Your response should contain each line of the data that includes "Layer".

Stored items

● ● ●

pub mod filter;
pub mod month;
pub mod range;
pub mod series;
pub mod tables;
pub mod usage;

pub use filter::*;
pub use month::*;
pub use range::*;
pub use series::*;
pub use tables::*;
pub use usage::*;
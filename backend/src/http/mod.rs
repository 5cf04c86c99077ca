//! HTTP server module for the dashboard backend.
//!
//! Exposes sessions, page renders, widget declarations and the notebook
//! download as a REST API.
//!
//! # Architecture
//!
//! ```text
//! ┌──────────────────────────────────────────────────────────┐
//! │  HTTP Layer (axum handlers)                               │
//! │  - Query parsing into a FilterState                       │
//! │  - JSON serialization, CORS, compression, error mapping   │
//! └───────────────────┬──────────────────────────────────────┘
//!                     │
//! ┌───────────────────▼──────────────────────────────────────┐
//! │  Service Layer (services/)                                │
//! │  - filter, aggregate, render page                         │
//! └───────────────────┬──────────────────────────────────────┘
//!                     │
//! ┌───────────────────▼──────────────────────────────────────┐
//! │  Session Store (store/)                                   │
//! │  - SessionCache per session, TableSource loads CSVs       │
//! └──────────────────────────────────────────────────────────┘
//! ```

pub mod dto;
pub mod error;
pub mod handlers;
pub mod router;
pub mod state;

pub use router::create_router;
pub use state::AppState;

● ● ●

## ANSWER
//! │  HTTP Layer (axum handlers)                               │
//! │  Service Layer (services/)                                │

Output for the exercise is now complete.